In late December of 2019, the U.S. Environmental Protection agency released the proposed settlement agreements for Massachusetts and New Hampshire Small Municipal Separate Storm Sewer System (MS4) permits to public comment. This event marks the beginning of regulatory requirements that will require communities to spend a great deal of time and money to upgrade and expand their stormwater collection and detention system. Up to now most communities use their general revenue funds to pay for the occasional repair and maintenance of their municipal drainage system. In light of greater regulatory requirements, aging drainage systems, and tighter municipal budgets, a number of communities have moved to a fee-for-service system, or enterprise fund, to pay for their stormwater needs. Currently, there are approximately 21 communities in Massachusetts that have set up stormwater enterprise funds.
What Is A Stormwater Utility Enterprise Fund?
An enterprise fund is no different from the way other utilities are paid for, like water, sewer, gas and electric. It collects a fee that is exclusively dedicated to recover the cost from each property to safely collect, convey, detain, treat and dispose of stormwater coming off their land. Fees charged for stormwater are more fairly and equitably calculated to represent the demand that a property requires for services. This is generally seen as more equitable than a system based on property value, since the overall value has no impact on amount or quality of stormwater.
What Are The Legal Requirements?
There are three legal requirements that courts reference when considering legal challenges to stormwater fees.
- First, it must be voluntary. Rate payers must be offered an opportunity to reduce their fee by managing stormwater on their own property.
- Second, the fee must serve a regulatory purpose.
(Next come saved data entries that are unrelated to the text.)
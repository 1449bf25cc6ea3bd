//! Wire types for whitelisted address responses (REST) and the signed payload.

use serde::{Deserialize, Serialize};

use crate::integrity::envelope::{EnvelopeMetadataDto, SignedPayloadDto, TrailDto};

// ─── REST ────────────────────────────────────────────────────────────────────

/// Whitelisted address as returned by the API. Only `metadata.payloadAsString`
/// is trusted, and only after verification.
#[derive(Debug, Clone, Default, Serialize, Deserialize)]
#[serde(rename_all = "camelCase")]
pub struct WhitelistedAddressDto {
    #[serde(default)]
    pub id: String,
    #[serde(default, alias = "currency")]
    pub blockchain: Option<String>,
    #[serde(default)]
    pub network: Option<String>,
    #[serde(default)]
    pub status: Option<String>,
    #[serde(default)]
    pub action: Option<String>,
    #[serde(default)]
    pub rule: Option<String>,
    #[serde(default)]
    pub metadata: Option<EnvelopeMetadataDto>,
    #[serde(default)]
    pub signed_address: Option<SignedPayloadDto>,
    #[serde(default)]
    pub trails: Vec<TrailDto>,
}

/// Response from `GET /api/rest/v1/whitelisted_addresses/{id}`.
#[derive(Debug, Clone, Serialize, Deserialize)]
pub struct WhitelistedAddressResponse {
    #[serde(default)]
    pub result: Option<WhitelistedAddressDto>,
}

/// Response from `GET /api/rest/v1/whitelisted_addresses`.
#[derive(Debug, Clone, Serialize, Deserialize)]
#[serde(rename_all = "camelCase")]
pub struct WhitelistedAddressesResponse {
    #[serde(default)]
    pub result: Vec<WhitelistedAddressDto>,
    #[serde(default, skip_serializing_if = "Option::is_none")]
    pub total_items: Option<String>,
}

// ─── Signed payload ──────────────────────────────────────────────────────────

/// Fields of the signed `payloadAsString`.
#[derive(Debug, Clone, Default, Serialize, Deserialize)]
#[serde(rename_all = "camelCase")]
pub struct AddressPayload {
    #[serde(default, alias = "currency")]
    pub blockchain: Option<String>,
    #[serde(default)]
    pub network: Option<String>,
    #[serde(default)]
    pub address: Option<String>,
    #[serde(default)]
    pub memo: Option<String>,
    #[serde(default)]
    pub label: Option<String>,
    #[serde(default)]
    pub customer_id: Option<String>,
    #[serde(default)]
    pub address_type: Option<String>,
    #[serde(default)]
    pub exchange_account_id: Option<String>,
    #[serde(default)]
    pub contract_type: Option<String>,
    #[serde(default)]
    pub linked_internal_addresses: Vec<LinkedAddressPayload>,
}

#[derive(Debug, Clone, Default, Serialize, Deserialize)]
pub struct LinkedAddressPayload {
    #[serde(default)]
    pub id: Option<String>,
    #[serde(default)]
    pub address: Option<String>,
    #[serde(default)]
    pub label: Option<String>,
}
Stormwater has any number of regulations that satisfy this requirement: public safety, NPDES MS4/TMDL, source water protection, floodplain management, and wetland protection, just to name a few.
- Third, fees must be proportional to the services received. Put another way, are customers “getting their money’s worth”. This requirement is satisfied by the methodology used to compute the fee and by what services the fee is paying for.
How Are Fees Determined?
Most commonly, stormwater fees are based on the amount of impervious area on each property. The base unit is the Equivalent Runoff Unit (ERU). Similar to gallons in a water utility or kilowatt hours in an electric utility, the ERU represents the cost of services provided to single family customers. Single family customers are usually the largest customer class in a utility and typically have similar runoff characteristics. All other customers are then charged based on the ERU and how their impervious area compares to the impervious area of single-family customers.
There are many variations to this basic model that communities apply in an effort to make the system for calculating fees fairer and more equitable. Some of these modifications include the use of flat or uniform fees, a system of tiers where higher tiers pay for higher number of base units (ERU), equivalent hydrologic area where properties are charged based on a calculation of the volume or rate that runoff leaves their property and multipliers on charges based on the intensity of development (percent imperviousness).
The next steps to investigate the formation of a user fee system and enterprise fund for stormwater management is the preparation of a Feasibility Study to “get your ducks in a row”. The Feasibility Study compiles information that decision makers and the electorate need to make an informed decision that an enterprise fund is in the best interest of the community. The Study looks into detail 1) what services, activities and projects the funds will be used for, 2) what is the most fair and equitable method for allocating program costs to customer, and 3) what needs to be completed to begin to collect fees. If there is uncertainty if an enterprise fund is a good fit, an inexpensive first step is to complete a “Does It Make Sense” or DIMS workshop that involves select decision makers that are guided though general discussions about the elements that will be covered by the Feasibility Study.
The second step is the Implementation Phase that includes 1) adoption of legislation authorizing the formation of the enterprise fund, identification of how it will be operated and explain how charges will be calculated, 2) adoption of legislation or policy for providing credits and other adjustments to charges due to specific on-site management practices or conditions, 3) compilation of a customer billing file that contains supporting information needed to prepare stormwater bills, 4) modifications/adjustments to the existing billing software to accommodate the addition of the stormwater fee, 5) modifications/adjustments to the organizational responsibilities of departments within the community, and 6) development of a public education and outreach campaign. Successful communities begin public education and outreach as soon as the Feasibility Study. From the beginning the campaign disseminates information to build a consensus of support from elected officials and key stakeholders (rate payers) and builds to gain support from the entire community.